[Problem to work on] Write out all the data again, exactly as it stands.

--

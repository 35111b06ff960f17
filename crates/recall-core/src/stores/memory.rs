//! In-memory card store.

use async_trait::async_trait;
use chrono::{DateTime, Utc};
use std::cmp::Ordering;
use std::collections::HashMap;
use tokio::sync::RwLock;
use uuid::Uuid;

use crate::error::{RecallError, RecallResult};
use crate::traits::CardStore;
use crate::types::{LearningStatus, VocabularyCard, VocabularyQuery};

/// Card store backed by a map, for tests and ephemeral sessions.
#[derive(Debug, Default)]
pub struct InMemoryCardStore {
    cards: RwLock<HashMap<Uuid, VocabularyCard>>,
}

impl InMemoryCardStore {
    /// Create an empty store.
    pub fn new() -> Self {
        Self::default()
    }

    /// Total number of cards across all learners.
    pub async fn len(&self) -> usize {
        self.cards.read().await.len()
    }

    /// Whether the store holds no cards.
    pub async fn is_empty(&self) -> bool {
        self.cards.read().await.is_empty()
    }
}

/// Dated cards by ascending `next_review`, unscheduled cards last;
/// ties broken by creation time, then ID.
fn due_order(a: &VocabularyCard, b: &VocabularyCard) -> Ordering {
    let key = |card: &VocabularyCard| (card.next_review.is_none(), card.next_review);
    key(a)
        .cmp(&key(b))
        .then_with(|| a.created_at.cmp(&b.created_at))
        .then_with(|| a.id.cmp(&b.id))
}

fn owned_by<'a>(card: &'a VocabularyCard, learner_id: &str) -> Option<&'a VocabularyCard> {
    (card.learner_id == learner_id).then_some(card)
}

#[async_trait]
impl CardStore for InMemoryCardStore {
    async fn find_by_learner_and_id(
        &self,
        learner_id: &str,
        card_id: Uuid,
    ) -> RecallResult<Option<VocabularyCard>> {
        let cards = self.cards.read().await;
        Ok(cards
            .get(&card_id)
            .and_then(|card| owned_by(card, learner_id))
            .cloned())
    }

    async fn find_by_learner_and_word(
        &self,
        learner_id: &str,
        word_id: &str,
    ) -> RecallResult<Option<VocabularyCard>> {
        let cards = self.cards.read().await;
        Ok(cards
            .values()
            .find(|card| card.learner_id == learner_id && card.word_id == word_id)
            .cloned())
    }

    async fn insert(&self, card: &VocabularyCard) -> RecallResult<()> {
        let mut cards = self.cards.write().await;
        if cards
            .values()
            .any(|c| c.learner_id == card.learner_id && c.word_id == card.word_id)
        {
            return Err(RecallError::duplicate_word(&card.learner_id, &card.word_id));
        }
        cards.insert(card.id, card.clone());
        Ok(())
    }

    async fn delete(&self, learner_id: &str, card_id: Uuid) -> RecallResult<bool> {
        let mut cards = self.cards.write().await;
        match cards.get(&card_id) {
            Some(card) if card.learner_id == learner_id => {
                cards.remove(&card_id);
                Ok(true)
            }
            _ => Ok(false),
        }
    }

    async fn update(&self, card: &VocabularyCard) -> RecallResult<()> {
        let mut cards = self.cards.write().await;
        match cards.get_mut(&card.id) {
            Some(existing) if existing.learner_id == card.learner_id => {
                *existing = card.clone();
                Ok(())
            }
            _ => Err(RecallError::not_found(card.id.to_string())),
        }
    }

    async fn update_if_version(
        &self,
        card: &VocabularyCard,
        expected_version: u64,
    ) -> RecallResult<bool> {
        let mut cards = self.cards.write().await;
        match cards.get_mut(&card.id) {
            Some(existing)
                if existing.learner_id == card.learner_id
                    && existing.version == expected_version =>
            {
                *existing = card.clone();
                Ok(true)
            }
            _ => Ok(false),
        }
    }

    async fn list_due_for_learner(
        &self,
        learner_id: &str,
        now: DateTime<Utc>,
        limit: usize,
    ) -> RecallResult<Vec<VocabularyCard>> {
        let cards = self.cards.read().await;
        let mut due: Vec<&VocabularyCard> = cards
            .values()
            .filter(|card| card.learner_id == learner_id && card.is_due(now))
            .collect();
        due.sort_by(|a, b| due_order(a, b));

        Ok(due.into_iter().take(limit).cloned().collect())
    }

    async fn list_for_learner(
        &self,
        learner_id: &str,
        query: &VocabularyQuery,
    ) -> RecallResult<Vec<VocabularyCard>> {
        let cards = self.cards.read().await;
        let mut matching: Vec<&VocabularyCard> = cards
            .values()
            .filter(|card| card.learner_id == learner_id)
            .filter(|card| query.status.map_or(true, |status| card.status == status))
            .collect();
        matching.sort_by(|a, b| b.created_at.cmp(&a.created_at).then_with(|| a.id.cmp(&b.id)));

        Ok(matching
            .into_iter()
            .skip(query.offset)
            .take(query.limit)
            .cloned()
            .collect())
    }

    async fn count_by_status_for_learner(
        &self,
        learner_id: &str,
    ) -> RecallResult<HashMap<LearningStatus, usize>> {
        let cards = self.cards.read().await;
        let mut counts = HashMap::new();
        for card in cards.values().filter(|card| card.learner_id == learner_id) {
            *counts.entry(card.status).or_insert(0) += 1;
        }
        Ok(counts)
    }

    async fn count_due_for_learner(
        &self,
        learner_id: &str,
        now: DateTime<Utc>,
    ) -> RecallResult<usize> {
        let cards = self.cards.read().await;
        Ok(cards
            .values()
            .filter(|card| card.learner_id == learner_id && card.is_due(now))
            .count())
    }
}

--

[Task result]
repository 35111b06ff960f17
filename crates/recall-core/src/stores/memory.rs
//! In-memory card store.

use async_trait::async_trait;
use chrono::{DateTime, Utc};
use std::cmp::Ordering;
use std::collections::HashMap;
use tokio::sync::RwLock;
use uuid::Uuid;

use crate::error::{RecallError, RecallResult};
use crate::traits::CardStore;
use crate::types::{LearningStatus, VocabularyCard, VocabularyQuery};

/// Card store backed by a map, for tests and ephemeral sessions.
#[derive(Debug, Default)]
pub struct InMemoryCardStore {
    cards: RwLock<HashMap<Uuid, VocabularyCard>>,
}

impl InMemoryCardStore {
    /// Create an empty store.
    pub fn new() -> Self {
        Self::default()
    }

    /// Total number of cards across all learners.
    pub async fn len(&self) -> usize {
        self.cards.read().await.len()
    }

    /// Whether the store holds no cards.
    pub async fn is_empty(&self) -> bool {
        self.cards.read().await.is_empty()
    }
}

/// Dated cards by ascending `next_review`, unscheduled cards last;
/// ties broken by creation time, then ID.
fn due_order(a: &VocabularyCard, b: &VocabularyCard) -> Ordering {
    let key = |card: &VocabularyCard| (card.next_review.is_none(), card.next_review);
    key(a)
        .cmp(&key(b))
        .then_with(|| a.created_at.cmp(&b.created_at))
        .then_with(|| a.id.cmp(&b.id))
}

fn owned_by<'a>(card: &'a VocabularyCard, learner_id: &str) -> Option<&'a VocabularyCard> {
    (card.learner_id == learner_id).then_some(card)
}

#[async_trait]
impl CardStore for InMemoryCardStore {
    async fn find_by_learner_and_id(
        &self,
        learner_id: &str,
        card_id: Uuid,
    ) -> RecallResult<Option<VocabularyCard>> {
        let cards = self.cards.read().await;
        Ok(cards
            .get(&card_id)
            .and_then(|card| owned_by(card, learner_id))
            .cloned())
    }

    async fn find_by_learner_and_word(
        &self,
        learner_id: &str,
        word_id: &str,
    ) -> RecallResult<Option<VocabularyCard>> {
        let cards = self.cards.read().await;
        Ok(cards
            .values()
            .find(|card| card.learner_id == learner_id && card.word_id == word_id)
            .cloned())
    }

    async fn insert(&self, card: &VocabularyCard) -> RecallResult<()> {
        let mut cards = self.cards.write().await;
        if cards
            .values()
            .any(|c| c.learner_id == card.learner_id && c.word_id == card.word_id)
        {
            return Err(RecallError::duplicate_word(&card.learner_id, &card.word_id));
        }
        cards.insert(card.id, card.clone());
        Ok(())
    }

    async fn delete(&self, learner_id: &str, card_id: Uuid) -> RecallResult<bool> {
        let mut cards = self.cards.write().await;
        match cards.get(&card_id) {
            Some(card) if card.learner_id == learner_id => {
                cards.remove(&card_id);
                Ok(true)
            }
            _ => Ok(false),
        }
    }

    async fn update(&self, card: &VocabularyCard) -> RecallResult<()> {
        let mut cards = self.cards.write().await;
        match cards.get_mut(&card.id) {
            Some(existing) if existing.learner_id == card.learner_id => {
                *existing = card.clone();
                Ok(())
            }
            _ => Err(RecallError::not_found(card.id.to_string())),
        }
    }

    async fn update_if_version(
        &self,
        card: &VocabularyCard,
        expected_version: u64,
    ) -> RecallResult<bool> {
        let mut cards = self.cards.write().await;
        match cards.get_mut(&card.id) {
            Some(existing)
                if existing.learner_id == card.learner_id
                    && existing.version == expected_version =>
            {
                *existing = card.clone();
                Ok(true)
            }
            _ => Ok(false),
        }
    }

    async fn list_due_for_learner(
        &self,
        learner_id: &str,
        now: DateTime<Utc>,
        limit: usize,
    ) -> RecallResult<Vec<VocabularyCard>> {
        let cards = self.cards.read().await;
        let mut due: Vec<&VocabularyCard> = cards
            .values()
            .filter(|card| card.learner_id == learner_id && card.is_due(now))
            .collect();
        due.sort_by(|a, b| due_order(a, b));

        Ok(due.into_iter().take(limit).cloned().collect())
    }

    async fn list_for_learner(
        &self,
        learner_id: &str,
        query: &VocabularyQuery,
    ) -> RecallResult<Vec<VocabularyCard>> {
        let cards = self.cards.read().await;
        let mut matching: Vec<&VocabularyCard> = cards
            .values()
            .filter(|card| card.learner_id == learner_id)
            .filter(|card| query.status.map_or(true, |status| card.status == status))
            .collect();
        matching.sort_by(|a, b| b.created_at.cmp(&a.created_at).then_with(|| a.id.cmp(&b.id)));

        Ok(matching
            .into_iter()
            .skip(query.offset)
            .take(query.limit)
            .cloned()
            .collect())
    }

    async fn count_by_status_for_learner(
        &self,
        learner_id: &str,
    ) -> RecallResult<HashMap<LearningStatus, usize>> {
        let cards = self.cards.read().await;
        let mut counts = HashMap::new();
        for card in cards.values().filter(|card| card.learner_id == learner_id) {
            *counts.entry(card.status).or_insert(0) += 1;
        }
        Ok(counts)
    }

    async fn count_due_for_learner(
        &self,
        learner_id: &str,
        now: DateTime<Utc>,
    ) -> RecallResult<usize> {
        let cards = self.cards.read().await;
        Ok(cards
            .values()
            .filter(|card| card.learner_id == learner_id && card.is_due(now))
            .count())
    }
}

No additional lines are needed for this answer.